Book (1904) Page(s) 332. Climbing plants. Flowers smaller, pitcher-shaped or tubular. 22. Clematis crispa, Linn. A slender climber, reaching 3-4 ft.; leaves very thin; leaflets 3-5 or more, variable in outline and sometimes undivided, often 3-5-lobed; flowers purple, varying to whitish, cylindrical or bell-shaped, 1-2 inches long; point of sepals recurved; styles of fr. hairy but not plumose. June-Sept. Virginia to Texas. B. R. 32: 60. Lav. 14. — This and the allied species are fragrant.
Book (1901) Page(s) 180. Clematis crispa, marsh clematis, one of the most beautiful of the genus is a climber which also bears solitary and nodding flowers. They are fragrant, with a silvery sheen and look something as though they had been enameled with blue. About their margins the sepals are crisped like some tissue paper, while inside they are lined with a dense, velvety tomentum. Until frost almost they continue to bloom. The leaves are pinnate and bear mostly trifoliate, lanceolate leaflets which are for the most part entire, although occasionally they become lobed. Although feathery, the long persistent styles are quite without the fleecy, curved appearance of those of the already mentioned species. In marshes and river swamps the plant grows best, and in the locality between Texas and North Carolina.

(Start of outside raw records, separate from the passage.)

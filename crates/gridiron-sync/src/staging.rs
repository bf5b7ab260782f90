//! Staging rows: what ingestion writes, what promotion reads back, and the
//! decoding that sits between the two.

use std::collections::BTreeMap;

use anyhow::{Context, Result};
use gridiron_adapters::PlayerDirectory;
use gridiron_core::{LineupSlot, Position, StatMap};
use serde::de::DeserializeOwned;
use serde::{Deserialize, Serialize};
use serde_json::Value as JsonValue;

/// Directory resolution for one player id.
#[derive(Debug, Clone, PartialEq, Eq)]
pub struct ResolvedPlayer {
    pub position: Option<String>,
    pub name: String,
    pub team: Option<String>,
}

/// Directory hit first; otherwise short all-caps ids are team defenses
/// (`SF`, `KC`, `PHI`); anything else is kept with an unknown position.
pub fn resolve_player(player_id: &str, directory: &PlayerDirectory) -> ResolvedPlayer {
    if let Some(info) = directory.get(player_id) {
        let position = info.position.clone().filter(|p| !p.trim().is_empty());
        let name = info
            .display_name()
            .unwrap_or_else(|| unknown_player_name(player_id));
        return ResolvedPlayer {
            position,
            name,
            team: info.team.clone(),
        };
    }
    if looks_like_team_defense(player_id) {
        return ResolvedPlayer {
            position: Some(Position::DEF.as_str().to_string()),
            name: player_id.to_string(),
            team: Some(player_id.to_string()),
        };
    }
    ResolvedPlayer {
        position: None,
        name: unknown_player_name(player_id),
        team: None,
    }
}

pub fn looks_like_team_defense(player_id: &str) -> bool {
    !player_id.is_empty()
        && player_id.chars().count() <= 3
        && player_id.chars().all(|c| c.is_ascii_uppercase())
}

pub fn unknown_player_name(player_id: &str) -> String {
    format!("Unknown ({player_id})")
}

/// The lookup object ingestion writes: positions and names keyed by id.
#[derive(Debug, Clone, Default, PartialEq, Serialize, Deserialize)]
pub struct PlayerLookupPayload {
    pub positions: BTreeMap<String, Option<String>>,
    pub names: BTreeMap<String, String>,
}

impl PlayerLookupPayload {
    pub fn build<'a>(player_ids: impl IntoIterator<Item = &'a String>, directory: &PlayerDirectory) -> Self {
        let mut lookup = Self::default();
        for player_id in player_ids {
            let resolved = resolve_player(player_id, directory);
            lookup.positions.insert(player_id.clone(), resolved.position);
            lookup.names.insert(player_id.clone(), resolved.name);
        }
        lookup
    }
}

#[derive(Debug, Clone, PartialEq, Serialize)]
pub struct StagingRosterRow {
    pub league_id: String,
    pub roster_id: i32,
    pub season_year: i32,
    pub week: i32,
    pub owner_id: Option<String>,
    pub starters: Vec<String>,
    pub players: Vec<String>,
    pub player_lookup: PlayerLookupPayload,
    pub roster_positions: Vec<String>,
    pub playoff_week_start: Option<i32>,
    pub raw_data: JsonValue,
}

#[derive(Debug, Clone, PartialEq, Serialize)]
pub struct StagingPlayerStatRow {
    pub player_id: String,
    pub season_year: i32,
    pub week: i32,
    pub player_name: String,
    pub position: Option<String>,
    pub nfl_team: Option<String>,
    pub fantasy_points: f64,
    pub stats: StatMap,
    pub raw_data: JsonValue,
}

#[derive(Debug, Clone, PartialEq, Serialize)]
pub struct StagingMatchupRow {
    pub league_id: String,
    pub roster_id: i32,
    pub season_year: i32,
    pub week: i32,
    pub matchup_id: Option<i32>,
    pub points: f64,
    pub playoff_week_start: Option<i32>,
    pub raw_data: JsonValue,
}

#[derive(Debug, Clone, PartialEq, Serialize)]
pub struct StagingDraftPickRow {
    pub league_id: String,
    pub draft_id: String,
    pub season_year: i32,
    pub round: i32,
    pub pick_no: i32,
    pub roster_id: Option<i32>,
    pub player_id: String,
    pub player_name: String,
    pub position: Option<String>,
    pub raw_data: JsonValue,
}

/// A staging roster as read back for promotion. The list and lookup
/// columns are left as JSON: older imports stored them as encoded strings.
#[derive(Debug, Clone, PartialEq)]
pub struct StoredStagingRoster {
    pub id: i64,
    pub league_id: String,
    pub roster_id: i32,
    pub season_year: i32,
    pub week: i32,
    pub starters: JsonValue,
    pub players: JsonValue,
    pub player_lookup: JsonValue,
    pub roster_positions: JsonValue,
    pub playoff_week_start: Option<i32>,
}

#[derive(Debug, Clone, PartialEq)]
pub struct StoredStagingPlayerStat {
    pub id: i64,
    pub player_id: String,
    pub season_year: i32,
    pub week: i32,
    pub player_name: String,
    pub position: Option<String>,
    pub nfl_team: Option<String>,
    pub fantasy_points: f64,
}

#[derive(Debug, Clone, PartialEq)]
pub struct StoredStagingMatchup {
    pub id: i64,
    pub roster_id: i32,
    pub season_year: i32,
    pub week: i32,
    pub matchup_id: Option<i32>,
    pub points: f64,
    pub playoff_week_start: Option<i32>,
}

#[derive(Debug, Clone, PartialEq)]
pub struct StoredStagingDraftPick {
    pub id: i64,
    pub league_id: String,
    pub draft_id: String,
    pub season_year: i32,
    pub round: i32,
    pub pick_no: i32,
    pub roster_id: Option<i32>,
    pub player_id: String,
    pub player_name: String,
    pub position: Option<String>,
}

/// A staging field that is either the structure itself or that structure
/// serialized into a JSON string.
#[derive(Debug, Clone, PartialEq, Deserialize)]
#[serde(untagged)]
pub enum Staged<T> {
    Structured(T),
    Encoded(String),
}

impl<T: DeserializeOwned> Staged<T> {
    pub fn into_inner(self) -> Result<T> {
        match self {
            Staged::Structured(value) => Ok(value),
            Staged::Encoded(text) => {
                serde_json::from_str(&text).context("decoding string-encoded staging field")
            }
        }
    }

    pub fn decode(value: JsonValue) -> Result<T> {
        let staged: Staged<T> =
            serde_json::from_value(value).context("staging field is neither structured nor a string")?;
        staged.into_inner()
    }
}

impl<T: DeserializeOwned + Default> Staged<T> {
    /// `null` decodes to the empty value.
    pub fn decode_or_default(value: JsonValue) -> Result<T> {
        match value {
            JsonValue::Null => Ok(T::default()),
            JsonValue::String(text) if text.trim().is_empty() || text.trim() == "null" => Ok(T::default()),
            other => Self::decode(other),
        }
    }
}

/// The per-roster lookup in either of its stored shapes.
#[derive(Debug, Clone, PartialEq, Deserialize)]
#[serde(untagged)]
pub enum PlayerLookup {
    Tagged {
        positions: BTreeMap<String, Option<String>>,
        #[serde(default)]
        names: BTreeMap<String, Option<String>>,
    },
    /// Legacy imports stored the positions map alone.
    Untagged(BTreeMap<String, Option<String>>),
}

impl Default for PlayerLookup {
    fn default() -> Self {
        PlayerLookup::Untagged(BTreeMap::new())
    }
}

impl PlayerLookup {
    fn positions(&self) -> &BTreeMap<String, Option<String>> {
        match self {
            PlayerLookup::Tagged { positions, .. } => positions,
            PlayerLookup::Untagged(positions) => positions,
        }
    }

    pub fn position(&self, player_id: &str) -> Option<&str> {
        self.positions()
            .get(player_id)
            .and_then(|p| p.as_deref())
            .filter(|p| !p.trim().is_empty())
    }

    pub fn name(&self, player_id: &str) -> Option<&str> {
        match self {
            PlayerLookup::Tagged { names, .. } => names
                .get(player_id)
                .and_then(|n| n.as_deref())
                .filter(|n| !n.trim().is_empty()),
            PlayerLookup::Untagged(_) => None,
        }
    }
}

/// A staging roster with every field decoded into its typed form.
#[derive(Debug, Clone, PartialEq)]
pub struct DecodedRoster {
    pub staging_id: i64,
    pub roster_id: i32,
    pub season_year: i32,
    pub week: i32,
    pub starters: Vec<String>,
    pub players: Vec<String>,
    pub lookup: PlayerLookup,
    pub template: Vec<String>,
    pub playoff_week_start: Option<i32>,
}

impl DecodedRoster {
    pub fn decode(stored: StoredStagingRoster) -> Result<Self> {
        let id = stored.id;
        Ok(Self {
            staging_id: id,
            roster_id: stored.roster_id,
            season_year: stored.season_year,
            week: stored.week,
            starters: Staged::<Vec<String>>::decode_or_default(stored.starters)
                .with_context(|| format!("staging roster {id}: starters"))?,
            players: Staged::<Vec<String>>::decode_or_default(stored.players)
                .with_context(|| format!("staging roster {id}: players"))?,
            lookup: Staged::<PlayerLookup>::decode_or_default(stored.player_lookup)
                .with_context(|| format!("staging roster {id}: player_lookup"))?,
            template: Staged::<Vec<String>>::decode_or_default(stored.roster_positions)
                .with_context(|| format!("staging roster {id}: roster_positions"))?,
            playoff_week_start: stored.playoff_week_start,
        })
    }

    /// Starters keep their template index even when an empty slot (`"0"`)
    /// precedes them; bench is every rostered player not starting.
    pub fn lineup(&self) -> Vec<(String, LineupSlot, bool)> {
        let mut seen = std::collections::HashSet::new();
        let mut lineup = Vec::new();
        for (index, player_id) in self.starters.iter().enumerate() {
            if is_empty_slot(player_id) || !seen.insert(player_id.clone()) {
                continue;
            }
            lineup.push((player_id.clone(), LineupSlot::for_starter(&self.template, index), true));
        }
        for player_id in &self.players {
            if is_empty_slot(player_id) || !seen.insert(player_id.clone()) {
                continue;
            }
            lineup.push((player_id.clone(), LineupSlot::Bn, false));
        }
        lineup
    }
}

pub fn is_empty_slot(player_id: &str) -> bool {
    let trimmed = player_id.trim();
    trimmed.is_empty() || trimmed == "0"
}

#[cfg(test)]
mod tests {
    use super::*;
    use gridiron_core::PlayerInfo;
    use serde_json::json;

    fn directory() -> PlayerDirectory {
        let mut directory = PlayerDirectory::new();
        directory.insert(
            "4046".into(),
            PlayerInfo {
                player_id: "4046".into(),
                full_name: Some("Patrick Mahomes".into()),
                position: Some("QB".into()),
                team: Some("KC".into()),
                ..Default::default()
            },
        );
        directory.insert(
            "1264".into(),
            PlayerInfo {
                player_id: "1264".into(),
                first_name: Some("Justin".into()),
                last_name: Some("Tucker".into()),
                position: Some("K".into()),
                ..Default::default()
            },
        );
        directory
    }

    #[test]
    fn resolves_directory_hits_and_name_fallback() {
        let directory = directory();
        let qb = resolve_player("4046", &directory);
        assert_eq!(qb.position.as_deref(), Some("QB"));
        assert_eq!(qb.name, "Patrick Mahomes");
        assert_eq!(resolve_player("1264", &directory).name, "Justin Tucker");
    }

    #[test]
    fn short_uppercase_ids_are_team_defenses() {
        let directory = directory();
        for id in ["SF", "KC", "PHI"] {
            let resolved = resolve_player(id, &directory);
            assert_eq!(resolved.position.as_deref(), Some("DEF"));
            assert_eq!(resolved.name, id);
        }
        assert!(!looks_like_team_defense("DAL1"));
        assert!(!looks_like_team_defense("Kc"));
        assert!(!looks_like_team_defense("ABCD"));
    }

    #[test]
    fn unknown_players_are_retained_without_position() {
        let resolved = resolve_player("99999", &directory());
        assert_eq!(resolved.position, None);
        assert_eq!(resolved.name, "Unknown (99999)");
    }

    #[test]
    fn staged_fields_decode_from_either_shape() {
        let structured: Vec<String> = Staged::decode(json!(["4046", "SF"])).unwrap();
        let encoded: Vec<String> = Staged::decode(json!("[\"4046\",\"SF\"]")).unwrap();
        assert_eq!(structured, encoded);
        assert_eq!(Staged::<Vec<String>>::decode_or_default(JsonValue::Null).unwrap(), Vec::<String>::new());
        assert!(Staged::<Vec<String>>::decode(json!("not json")).is_err());
    }

    #[test]
    fn lookup_decodes_tagged_and_legacy_shapes() {
        let tagged: PlayerLookup = Staged::decode(json!({
            "positions": {"4046": "QB", "99999": null},
            "names": {"4046": "Patrick Mahomes"}
        }))
        .unwrap();
        assert_eq!(tagged.position("4046"), Some("QB"));
        assert_eq!(tagged.position("99999"), None);
        assert_eq!(tagged.name("4046"), Some("Patrick Mahomes"));

        let legacy: PlayerLookup = Staged::decode(json!("{\"4046\":\"QB\",\"SF\":\"DEF\"}")).unwrap();
        assert!(matches!(legacy, PlayerLookup::Untagged(_)));
        assert_eq!(legacy.position("SF"), Some("DEF"));
        assert_eq!(legacy.name("SF"), None);
    }

    #[test]
    fn lineup_assigns_slots_and_skips_empty_starters() {
        let roster = DecodedRoster::decode(StoredStagingRoster {
            id: 1,
            league_id: "L".into(),
            roster_id: 4,
            season_year: 2024,
            week: 5,
            starters: json!(["4046", "0", "6813", "5850"]),
            players: json!(["4046", "6813", "5850", "9488"]),
            player_lookup: json!({"positions": {}, "names": {}}),
            roster_positions: json!("[\"QB\",\"RB\",\"RB\",\"SUPER_FLEX\"]"),
            playoff_week_start: Some(15),
        })
        .unwrap();

        let lineup = roster.lineup();
        assert_eq!(
            lineup,
            vec![
                ("4046".to_string(), LineupSlot::Qb, true),
                ("6813".to_string(), LineupSlot::Rb, true),
                ("5850".to_string(), LineupSlot::Flex, true),
                ("9488".to_string(), LineupSlot::Bn, false),
            ]
        );
    }
}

Magazine (1 Dec 1881) Page(s) tab 6594. Review of the North American climbing species of Clematis, with compound leaves and thick or thickish erect sepals. .... C Sepals moderately thick and more expanding; styles (in flower and fruit) either naked or silky-pubescent, 4. C. Pitcheri... 5. C. crispa, L., founded wholly upon the " Clematis flore crispo " of Dillenius — the figure and description of which is unmistakable — inhabits the low country from North Carolina, and perhaps Virgiuia, to Eastern Texas. Well marked by its membranous foliage with lax venation, and by the conspicuous dilated and undulate margins to the upper and spreading part (commonly half of the sepals when fully expanded. Styles always pubescent, sometimes as hairy as is represented in Gray, Gen. 111. tab. 2, never plumose. Here belong the figures in Bot. Mag. tab. 1892, and Bot. Reg. xxxii. tab. 60; G. cordata, Bot. Mag. tab. 1816 ; C. cylindrica, Bot. Mag. tab. 1160; also C. Viorna of Andr. Bot. Rep. tab. 71. But the C. crispa of De Candolle is the S. European C. campanifiora, C. parviflora, D.C. &c. The division and form of the leaflets is excessively variable ; moreover the species begins to blossom when low, erect, and quite herbaceous. Var. Walteri (the C. Walteri, Pursh., C. cylindrica, var. Walteri, Torr. and Gray, &c.) is a very narrow-leaved form of this sort, and doubtless includes even the C. linearilota, D.C., figured by Delessert from a dried specimen with flower unnaturally outspread. — A. Gray, Herbarium, Kew, October 25th, 1881.
Magazine (1877) Page(s) 267, 271. p. 267: Clematis crispa (Lindl.); Amérique du Nord; pourpre.
p. 271: Clematis Shillingii (Veitch). Clematis Viticella crispa (Simon Louis).